Jack Martin | Immigration Reform
The Institute on Taxation and Economic Policy (ITEP) has updated its estimate of the “contribution” of illegal aliens to the economy. In The Nation, Michelle Chen writes on March 14 that ITEP credits illegal aliens with adding $11.6 billion annually in tax payments – nearly $7 billion in sales and excise taxes and $3.6 billion in property taxes. Note that neither of those amounts are ones that can be avoided by working ‘off-the-books’, which allows them to avoid payments for income taxes, Social Security, and unemployment insurance.

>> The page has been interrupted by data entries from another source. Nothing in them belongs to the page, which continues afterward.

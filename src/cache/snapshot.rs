//! Request descriptors and buffered response snapshots
//!
//! A `RequestDescriptor` identifies an outgoing request and is the argument
//! re-issued on every real fetch. A `ResponseSnapshot` is the fully buffered
//! response that gets served to callers and persisted in the store.

use std::fmt;

use bytes::Bytes;
use chrono::{DateTime, Utc};
use reqwest::{Method, StatusCode};
use sha2::{Digest, Sha256};
use url::Url;

/// Identity of an outgoing network request
#[derive(Debug, Clone, PartialEq, Eq)]
pub struct RequestDescriptor {
    /// HTTP method
    pub method: Method,
    /// Target URL
    pub url: Url,
    /// Request headers, passed through to the network but ignored for keying
    pub headers: Vec<(String, String)>,
    /// Optional request body, ignored for keying
    pub body: Option<Bytes>,
}

impl RequestDescriptor {
    /// Creates a descriptor for the given method and URL with no headers or body
    pub fn new(method: Method, url: Url) -> Self {
        Self {
            method,
            url,
            headers: Vec::new(),
            body: None,
        }
    }

    /// Creates a GET descriptor
    pub fn get(url: Url) -> Self {
        Self::new(Method::GET, url)
    }

    /// Parses `url` and creates a GET descriptor
    pub fn parse_get(url: &str) -> Result<Self, url::ParseError> {
        Ok(Self::get(Url::parse(url)?))
    }

    /// Adds a header, returning the updated descriptor
    pub fn with_header(mut self, name: impl Into<String>, value: impl Into<String>) -> Self {
        self.headers.push((name.into(), value.into()));
        self
    }

    /// Sets the request body, returning the updated descriptor
    pub fn with_body(mut self, body: impl Into<Bytes>) -> Self {
        self.body = Some(body.into());
        self
    }

    /// The key this request is stored under.
    ///
    /// Only the method and URL take part, so two requests that differ only in
    /// headers or body share one entry.
    pub fn cache_key(&self) -> CacheKey {
        CacheKey(format!("{} {}", self.method, self.url))
    }
}

/// Store key derived from a request's method and URL
#[derive(Debug, Clone, PartialEq, Eq, Hash, PartialOrd, Ord)]
pub struct CacheKey(String);

impl CacheKey {
    pub fn as_str(&self) -> &str {
        &self.0
    }

    /// Hex SHA-256 of the key, safe to use as a file name
    pub fn fingerprint(&self) -> String {
        Sha256::digest(self.0.as_bytes())
            .iter()
            .map(|byte| format!("{:02x}", byte))
            .collect()
    }
}

impl fmt::Display for CacheKey {
    fn fmt(&self, f: &mut fmt::Formatter<'_>) -> fmt::Result {
        f.write_str(&self.0)
    }
}

/// Immutable, fully buffered capture of a response
///
/// The body is an immutable shared buffer, so cloning a snapshot hands out an
/// independent reader of the same content rather than a second handle to a
/// single-read stream.
#[derive(Debug, Clone, PartialEq, Eq)]
pub struct ResponseSnapshot {
    /// Final URL of the response
    pub url: Url,
    /// Response status code
    pub status: StatusCode,
    /// Response headers in arrival order
    pub headers: Vec<(String, String)>,
    /// Buffered body bytes
    pub body: Bytes,
    /// When the response was received from the network
    pub fetched_at: DateTime<Utc>,
}

impl ResponseSnapshot {
    /// Creates a snapshot with no headers, stamped with the current time
    pub fn new(url: Url, status: StatusCode, body: impl Into<Bytes>) -> Self {
        Self {
            url,
            status,
            headers: Vec::new(),
            body: body.into(),
            fetched_at: Utc::now(),
        }
    }

    /// Whether the response is a success (2xx); only these are ever cached
    pub fn ok(&self) -> bool {
        self.status.is_success()
    }

    /// Body decoded as UTF-8, replacing invalid sequences
    pub fn text(&self) -> String {
        String::from_utf8_lossy(&self.body).into_owned()
    }

    /// Looks up a header value by case-insensitive name
    pub fn header(&self, name: &str) -> Option<&str> {
        self.headers
            .iter()
            .find(|(key, _)| key.eq_ignore_ascii_case(name))
            .map(|(_, value)| value.as_str())
    }
}

#[cfg(test)]
mod tests {
    use super::*;

    fn url(s: &str) -> Url {
        Url::parse(s).unwrap()
    }

    #[test]
    fn test_cache_key_ignores_headers_and_body() {
        let plain = RequestDescriptor::get(url("https://example.com/a"));
        let decorated = RequestDescriptor::get(url("https://example.com/a"))
            .with_header("Accept", "application/json")
            .with_body("payload");

        assert_eq!(plain.cache_key(), decorated.cache_key());
        assert_ne!(plain, decorated);
    }

    #[test]
    fn test_cache_key_distinguishes_method_and_url() {
        let get = RequestDescriptor::get(url("https://example.com/a"));
        let post = RequestDescriptor::new(Method::POST, url("https://example.com/a"));
        let other = RequestDescriptor::get(url("https://example.com/b"));

        assert_ne!(get.cache_key(), post.cache_key());
        assert_ne!(get.cache_key(), other.cache_key());
        assert_eq!(get.cache_key().as_str(), "GET https://example.com/a");
    }

    #[test]
    fn test_fingerprint_is_stable_hex() {
        let key = RequestDescriptor::get(url("https://example.com/a")).cache_key();
        let fingerprint = key.fingerprint();

        assert_eq!(fingerprint.len(), 64);
        assert!(fingerprint.chars().all(|c| c.is_ascii_hexdigit()));
        assert_eq!(fingerprint, key.clone().fingerprint());
    }

    #[test]
    fn test_ok_only_for_success_statuses() {
        let u = url("https://example.com/");
        assert!(ResponseSnapshot::new(u.clone(), StatusCode::OK, "").ok());
        assert!(ResponseSnapshot::new(u.clone(), StatusCode::NO_CONTENT, "").ok());
        assert!(!ResponseSnapshot::new(u.clone(), StatusCode::NOT_MODIFIED, "").ok());
        assert!(!ResponseSnapshot::new(u.clone(), StatusCode::NOT_FOUND, "").ok());
        assert!(!ResponseSnapshot::new(u, StatusCode::INTERNAL_SERVER_ERROR, "").ok());
    }

    #[test]
    fn test_clone_shares_content_independently() {
        let original = ResponseSnapshot::new(url("https://example.com/"), StatusCode::OK, "body");
        let copy = original.clone();
        drop(original);

        assert_eq!(copy.text(), "body");
    }

    #[test]
    fn test_header_lookup_is_case_insensitive() {
        let mut snapshot = ResponseSnapshot::new(url("https://example.com/"), StatusCode::OK, "");
        snapshot
            .headers
            .push(("Content-Type".to_string(), "text/plain".to_string()));

        assert_eq!(snapshot.header("content-type"), Some("text/plain"));
        assert_eq!(snapshot.header("etag"), None);
    }
}
//! Cache generations
//!
//! A generation is a named partition of the store (`cache-v16`). Bumping the
//! version is the only way to invalidate everything cached by a previous build.

use std::fmt;
use std::str::FromStr;

use thiserror::Error;

/// Prefix shared by every generation name
pub const GENERATION_PREFIX: &str = "cache-v";

/// Generation version used when none is configured
pub const DEFAULT_CACHE_VERSION: u32 = 16;

/// Error returned when a partition name is not a generation name
#[derive(Debug, Error, PartialEq, Eq)]
#[error("Not a cache generation name: '{0}'")]
pub struct InvalidGeneration(pub String);

/// A versioned partition of the store
#[derive(Debug, Clone, Copy, PartialEq, Eq, Hash, PartialOrd, Ord)]
pub struct Generation {
    version: u32,
}

impl Generation {
    pub fn new(version: u32) -> Self {
        Self { version }
    }

    pub fn version(&self) -> u32 {
        self.version
    }

    /// Partition name, e.g. `cache-v16`
    pub fn name(&self) -> String {
        format!("{}{}", GENERATION_PREFIX, self.version)
    }
}

impl Default for Generation {
    fn default() -> Self {
        Self::new(DEFAULT_CACHE_VERSION)
    }
}

impl fmt::Display for Generation {
    fn fmt(&self, f: &mut fmt::Formatter<'_>) -> fmt::Result {
        write!(f, "{}{}", GENERATION_PREFIX, self.version)
    }
}

impl FromStr for Generation {
    type Err = InvalidGeneration;

    fn from_str(s: &str) -> Result<Self, Self::Err> {
        s.strip_prefix(GENERATION_PREFIX)
            .and_then(|version| version.parse().ok())
            .map(Self::new)
            .ok_or_else(|| InvalidGeneration(s.to_string()))
    }
}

But is this significant? The answer is that the ITEP estimate is irrelevant because it ignores that the same amount, or more, would be contributed by legal workers if the illegal workers were unavailable. Legal workers would be much less likely to be working off-the-books and would, therefore, be contributing to the other programs that illegal workers often evade. In addition, because legal workers are much less likely to be sending remittances out of the country, their spending in the United States would be greater and generate more sales tax receipts. Further, if employers did not have a ready supply of exploitable illegal workers, they would have to offer higher wages to attract legal workers. The result would reduce legal worker unemployment, social assistance dependence and poverty.
So when you hear someone citing the ITEP estimate, think about how it documents the failure of the country’s immigration enforcement operations and the social and fiscal consequences that result from that failure.